Updated for the Summer


Large copper sulphate crystal from Roger Hiorns Seizure installation

Large copper sulphate crystal from Roger Hiorns Seizure installation

The Kids Who Do Art were obviously very, very clever. Having had the contents of last year’s Turner Prize substantially dissed, they decided to ensure that this year’s nominations at least produced some interesting, albeit highly exclusive, art, rather than tedious monologues of string and manikins.
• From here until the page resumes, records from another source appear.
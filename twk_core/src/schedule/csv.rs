//! CSV schedule parsing.
//!
//! The municipal export is ISO-8859-1 encoded and `;`-separated, with a header
//! row naming the columns. It carries the actual collection dates, so the
//! reminder date is one day before each entry.

use std::{fs, path::Path};

use chrono::NaiveDate;
use csv::ReaderBuilder;
use encoding_rs::mem::decode_latin1;

use super::{find_bin, ParsedSchedule, PickupEvent, ScheduleError, CSV_BINS};

static COLUMN_DATE: &str = "Datum";
static COLUMN_BIN: &str = "Abfallart";
static DATE_FORMAT: &str = "%d.%m.%Y";

/// Parse a CSV schedule export into future pickup events.
///
/// Unknown bin labels are collected into [`ParsedSchedule::skipped_labels`],
/// a missing column or an unparseable date aborts the parse.
pub fn parse(path: &Path, today: NaiveDate) -> Result<ParsedSchedule, ScheduleError> {
    let bytes = fs::read(path).map_err(|source| ScheduleError::Read {
        path: path.display().to_string(),
        source,
    })?;
    parse_text(&decode_latin1(&bytes), today)
}

fn parse_text(text: &str, today: NaiveDate) -> Result<ParsedSchedule, ScheduleError> {
    let mut reader = ReaderBuilder::new()
        .delimiter(b';')
        .from_reader(text.as_bytes());
    let headers = reader.headers()?.clone();
    let date_index = headers
        .iter()
        .position(|header| header == COLUMN_DATE)
        .ok_or(ScheduleError::MissingColumn(COLUMN_DATE))?;
    let bin_index = headers
        .iter()
        .position(|header| header == COLUMN_BIN)
        .ok_or(ScheduleError::MissingColumn(COLUMN_BIN))?;

    let mut schedule = ParsedSchedule::default();
    for (index, record) in reader.records().enumerate() {
        let record = record?;
        // the header is line 1, the first record line 2
        let row = index + 2;
        let date_value = record.get(date_index).ok_or(ScheduleError::MissingField {
            row,
            column: COLUMN_DATE,
        })?;
        let label = record.get(bin_index).ok_or(ScheduleError::MissingField {
            row,
            column: COLUMN_BIN,
        })?;
        let pickup_date = NaiveDate::parse_from_str(date_value, DATE_FORMAT)
            .map_err(|_| ScheduleError::InvalidDate(date_value.to_string()))?;
        let remind_date = pickup_date
            .pred_opt()
            .ok_or_else(|| ScheduleError::InvalidDate(date_value.to_string()))?;
        let Some(bin) = find_bin(&CSV_BINS, label) else {
            schedule.skipped_labels.insert(label.to_string());
            continue;
        };
        if remind_date < today {
            schedule.past_dates += 1;
            continue;
        }
        schedule.events.push(PickupEvent { bin, remind_date });
    }
    Ok(schedule)
}

#[cfg(test)]
mod tests {
    use std::str::FromStr;

    use chrono::NaiveDate;
    use encoding_rs::mem::decode_latin1;

    use super::parse_text;
    use crate::schedule::ScheduleError;

    fn today() -> NaiveDate {
        NaiveDate::from_str("2025-02-01").unwrap()
    }

    #[test]
    fn test_parse_shifts_reminder_one_day_back() {
        let schedule = parse_text("Datum;Abfallart\n01.03.2025;Bio\n", today()).unwrap();
        assert_eq!(schedule.events.len(), 1);
        let event = &schedule.events[0];
        assert_eq!(event.bin.label, "Bio");
        assert_eq!(
            event.remind_date,
            NaiveDate::from_str("2025-02-28").unwrap()
        );
    }

    #[test]
    fn test_parse_skips_and_reports_unknown_bins() {
        let schedule = parse_text("Datum;Abfallart\n01.03.2025;Sperrmüll\n", today()).unwrap();
        assert!(schedule.events.is_empty());
        assert!(schedule.skipped_labels.contains("Sperrmüll"));
    }

    #[test]
    fn test_parse_keeps_same_day_reminder() {
        // collection on the 2nd reminds on the 1st, which is still today
        let schedule = parse_text("Datum;Abfallart\n02.02.2025;Bio\n", today()).unwrap();
        assert_eq!(schedule.events.len(), 1);
        assert_eq!(schedule.events[0].remind_date, today());
    }

    #[test]
    fn test_parse_drops_past_reminder_dates() {
        // collection on the 1st reminds on January 31st, already gone
        let schedule = parse_text("Datum;Abfallart\n01.02.2025;Bio\n", today()).unwrap();
        assert!(schedule.events.is_empty());
        assert_eq!(schedule.past_dates, 1);
    }

    #[test]
    fn test_parse_rejects_invalid_dates() {
        let result = parse_text("Datum;Abfallart\n2025-03-01;Bio\n", today());
        assert!(
            matches!(result, Err(ScheduleError::InvalidDate(value)) if value == "2025-03-01")
        );
    }

    #[test]
    fn test_parse_requires_expected_columns() {
        let result = parse_text("Datum;Art\n01.03.2025;Bio\n", today());
        assert!(matches!(
            result,
            Err(ScheduleError::MissingColumn("Abfallart"))
        ));
    }

    #[test]
    fn test_parse_keeps_shared_dates_as_separate_events() {
        let schedule = parse_text(
            "Datum;Abfallart\n01.03.2025;Bio\n01.03.2025;Papier\n",
            today(),
        )
        .unwrap();
        let labels: Vec<&str> = schedule.events.iter().map(|event| event.bin.label).collect();
        assert_eq!(labels, ["Bio", "Papier"]);
    }

    #[test]
    fn test_parse_decodes_latin1_labels() {
        let bytes = b"Datum;Abfallart\n01.03.2025;Restm\xfcll\n";
        let schedule = parse_text(&decode_latin1(bytes), today()).unwrap();
        assert_eq!(schedule.events[0].bin.label, "Restmüll");
    }
}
This time instead of nominating some oververbal, cliche ridden artphags, the Turner Prize people have nominated personal favourite Roger Hiorns (along with three other lucky losers). Hiorns, who poured anything between 60,000 and 90,000 gallons/litres/bathtubs of copper sulphate into a council flat to ‘see what happened‘, is everything the Turner people need after the tedium and torpor of last year. Most essentially he gets noticed outside the patronisingly oblique little artworld that the Turner people inhabit. Seizure, the copper sulphate council house, is fantastically compelling and emphasises that the most extraordinary, most relevant art today is taking place outside the confines of the galleries and museums the Turner people live in. The demand for spectaculars, whether it be Seizure or the recent grafitti under Waterloo station, far outweighs that for most retrospective showpeice exhibitions. Admittedly, at least one of the other nominees, Richard Wright, is interesting, but for my money it’s Hiorns’ to lose. I particularly look forward to seeing the Little Artists’ lego version.
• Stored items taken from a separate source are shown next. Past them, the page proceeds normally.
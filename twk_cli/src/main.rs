//! This binary turns a waste collection schedule file into Todoist reminder
//! tasks: one task per reminder date, confirmed interactively before creation.

use std::{env, path::PathBuf};

use anyhow::{anyhow, bail, Result};
use chrono::Local;
use clap::{Parser, ValueEnum};
use dialoguer::{theme::ColorfulTheme, Confirm, FuzzySelect};
use dotenv::dotenv;
use log::LevelFilter;
use owo_colors::OwoColorize;
use simplelog::{ColorChoice, Config, TermLogger, TerminalMode};
use twk_core::{
    schedule::{self, ParsedSchedule, ScheduleFormat, WasteTypeBitmask},
    todoist::{self, Project, TodoistClient},
};

static TOKEN_VAR: &str = "TODOIST_API_KEY";

#[derive(Debug, Parser)]
#[command(name = "tonnenwecker")]
pub struct Arguments {
    /// the schedule file (.csv or .ics)
    pub schedule: PathBuf,
    /// override the format detection
    #[arg(long, value_enum)]
    pub format: Option<FormatArg>,
    /// print the grouped tasks and stop, creating nothing
    #[arg(long)]
    pub dry_run: bool,
    /// exclude organic waste collection dates
    #[arg(long)]
    pub exclude_organic: bool,
    /// exclude residual waste collection dates
    #[arg(long)]
    pub exclude_residual: bool,
    /// exclude paper waste collection dates
    #[arg(long)]
    pub exclude_paper: bool,
    /// exclude recyclable waste collection dates
    #[arg(long)]
    pub exclude_recyclable: bool,
}

#[derive(Debug, Clone, Copy, ValueEnum)]
pub enum FormatArg {
    Csv,
    Ics,
}

impl From<FormatArg> for ScheduleFormat {
    fn from(value: FormatArg) -> Self {
        match value {
            FormatArg::Csv => ScheduleFormat::Csv,
            FormatArg::Ics => ScheduleFormat::Ical,
        }
    }
}

impl From<&Arguments> for WasteTypeBitmask {
    fn from(value: &Arguments) -> Self {
        let mut waste_type_bitmask = WasteTypeBitmask::none();
        if value.exclude_organic {
            waste_type_bitmask |= WasteTypeBitmask::Organic;
        }
        if value.exclude_residual {
            waste_type_bitmask |= WasteTypeBitmask::Residual;
        }
        if value.exclude_paper {
            waste_type_bitmask |= WasteTypeBitmask::Paper;
        }
        if value.exclude_recyclable {
            waste_type_bitmask |= WasteTypeBitmask::Recyclable;
        }
        waste_type_bitmask
    }
}

#[tokio::main]
async fn main() -> Result<()> {
    dotenv().ok();
    TermLogger::init(
        LevelFilter::Info,
        Config::default(),
        TerminalMode::Mixed,
        ColorChoice::Auto,
    )?;
    let args = Arguments::parse();
    let token =
        env::var(TOKEN_VAR).map_err(|_| anyhow!("{TOKEN_VAR} environment variable missing"))?;

    let format = match args.format {
        Some(format) => ScheduleFormat::from(format),
        None => ScheduleFormat::from_path(&args.schedule).ok_or_else(|| {
            anyhow!(
                "cannot determine the schedule format of '{}', use --format",
                args.schedule.display()
            )
        })?,
    };
    let today = Local::now().date_naive();
    let ParsedSchedule {
        mut events,
        skipped_labels,
        past_dates,
    } = format.parse(&args.schedule, today)?;

    for event in &events {
        let (r, g, b) = event.bin.color;
        println!(
            "{} {}",
            event.bin.label.truecolor(r, g, b).bold(),
            event.remind_date
        );
    }
    if !skipped_labels.is_empty() {
        let labels = skipped_labels
            .iter()
            .map(String::as_str)
            .collect::<Vec<_>>()
            .join(" & ");
        println!("{}", format!("skipped bin types: {labels}").dimmed());
    }
    if past_dates > 0 {
        println!(
            "{}",
            format!("ignored {past_dates} past collection dates").dimmed()
        );
    }

    let excluded = WasteTypeBitmask::from(&args);
    events.retain(|event| !excluded.contains(event.bin.kind));
    if events.is_empty() {
        bail!("no valid future events found, maybe all events are in the past?");
    }
    println!("--- parsed {} events ---", events.len());

    let grouped = schedule::group_by_remind_date(&events);
    println!("tasks to be created:");
    for (remind_date, bins) in &grouped {
        println!("  {remind_date}: {}", bins.join(" && "));
    }
    if args.dry_run {
        println!("dry run, no tasks created");
        return Ok(());
    }

    let client = TodoistClient::new(token);
    let projects = client.projects().await?;
    println!("fetched {} projects", projects.len());
    if projects.is_empty() {
        bail!("no projects available in this account");
    }
    let Some(project) = pick_project(&projects)? else {
        println!("no project selected");
        return Ok(());
    };

    let confirmed = Confirm::with_theme(&ColorfulTheme::default())
        .with_prompt(format!(
            "Creating {} task(s) in project \"{}\". Confirm?",
            grouped.len(),
            project.name
        ))
        .default(false)
        .interact()?;
    if !confirmed {
        bail!("creation of tasks canceled");
    }

    let created = todoist::create_all(&client, &grouped, &project.id).await;
    println!("Summary: {created} task(s) created");
    Ok(())
}

/// Let the operator pick a project; `None` means the selection was aborted.
fn pick_project(projects: &[Project]) -> Result<Option<&Project>> {
    let names: Vec<&str> = projects.iter().map(|project| project.name.as_str()).collect();
    let selection = FuzzySelect::with_theme(&ColorfulTheme::default())
        .with_prompt("Pick a project")
        .default(0)
        .items(&names)
        .interact_opt()?;
    Ok(selection.map(|index| &projects[index]))
}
Meanwhile, I’ve been adding to my overbearing web presence. In particular I’ve been forced (forced you understand) to upgrade my Flickr account. You can see all my pics from the copper sulphate house, along with a whole load of other stuff, most of which has been taken by and manipulated within my iPhone. I can’t wait for Apple to put together a halfway decent camera lens for it in the next release.

I was super happy to find out that after what seemed like three or four lifetimes worth of waiting, Powers volume 12 is out. I had worried that, as with many comics, I might have got bored during the interval and it would be a hideous disappointment, but I needn’t have wasted the worry. Powers 12 is the best volume yet, finalising the Deena Pilgrim story arc along with a bunch of in-the-wings characters. Overall it feels as bittersweet as the final episode of The Wire series 3, it’s hugely satisfying, but I’ve no idea where they’re going to take the series now. Pilgrim sitting on a beach somewhere feels very reminiscent of McNulty swinging a baton as he’s returned to the beat. Still in Bendis we trust. Like David Simon, he seems to have his finger on the pubic bone of the police procedural and is capable of playing it about at will.